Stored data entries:
◆ ◆ ◆ ◆ ◆

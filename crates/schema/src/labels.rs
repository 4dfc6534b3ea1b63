use crate::errors::ConfigError;

/// Class names indexed by class id.
#[derive(Debug, Clone, Default, PartialEq, Eq)]
pub struct LabelTable {
    names: Vec<String>,
}

impl LabelTable {
    pub fn new(names: Vec<String>) -> Self {
        Self { names }
    }

    /// One name per line. Surrounding whitespace is trimmed and trailing
    /// blank lines are dropped.
    pub fn from_lines(text: &str) -> Self {
        let mut names: Vec<String> = text.lines().map(|l| l.trim().to_string()).collect();
        while names.last().is_some_and(|n| n.is_empty()) {
            names.pop();
        }
        Self { names }
    }

    pub fn len(&self) -> usize {
        self.names.len()
    }

    pub fn is_empty(&self) -> bool {
        self.names.is_empty()
    }

    pub fn get(&self, class_id: usize) -> Option<&str> {
        self.names.get(class_id).map(String::as_str)
    }

    /// Name for display, falling back to the numeric id.
    pub fn name_or_id(&self, class_id: usize) -> String {
        self.get(class_id)
            .map(str::to_string)
            .unwrap_or_else(|| class_id.to_string())
    }

    pub fn ensure_class_count(&self, expected: usize) -> Result<(), ConfigError> {
        if self.names.len() != expected {
            return Err(ConfigError::LabelCountMismatch {
                expected,
                actual: self.names.len(),
            });
        }
        Ok(())
    }
}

◆ ◆ ◆ ◆ ◆

» Required work: Print every line of the records above without a single difference.

» Worked solution:
filename crates/schema/src/labels.rs
repository 4dfc6534b3ea1b63
use crate::errors::ConfigError;

/// Class names indexed by class id.
#[derive(Debug, Clone, Default, PartialEq, Eq)]
pub struct LabelTable {
    names: Vec<String>,
}

impl LabelTable {
    pub fn new(names: Vec<String>) -> Self {
        Self { names }
    }

    /// One name per line. Surrounding whitespace is trimmed and trailing
    /// blank lines are dropped.
    pub fn from_lines(text: &str) -> Self {
        let mut names: Vec<String> = text.lines().map(|l| l.trim().to_string()).collect();
        while names.last().is_some_and(|n| n.is_empty()) {
            names.pop();
        }
        Self { names }
    }

    pub fn len(&self) -> usize {
        self.names.len()
    }

    pub fn is_empty(&self) -> bool {
        self.names.is_empty()
    }

    pub fn get(&self, class_id: usize) -> Option<&str> {
        self.names.get(class_id).map(String::as_str)
    }

    /// Name for display, falling back to the numeric id.
    pub fn name_or_id(&self, class_id: usize) -> String {
        self.get(class_id)
            .map(str::to_string)
            .unwrap_or_else(|| class_id.to_string())
    }

    pub fn ensure_class_count(&self, expected: usize) -> Result<(), ConfigError> {
        if self.names.len() != expected {
            return Err(ConfigError::LabelCountMismatch {
                expected,
                actual: self.names.len(),
            });
        }
        Ok(())
    }
}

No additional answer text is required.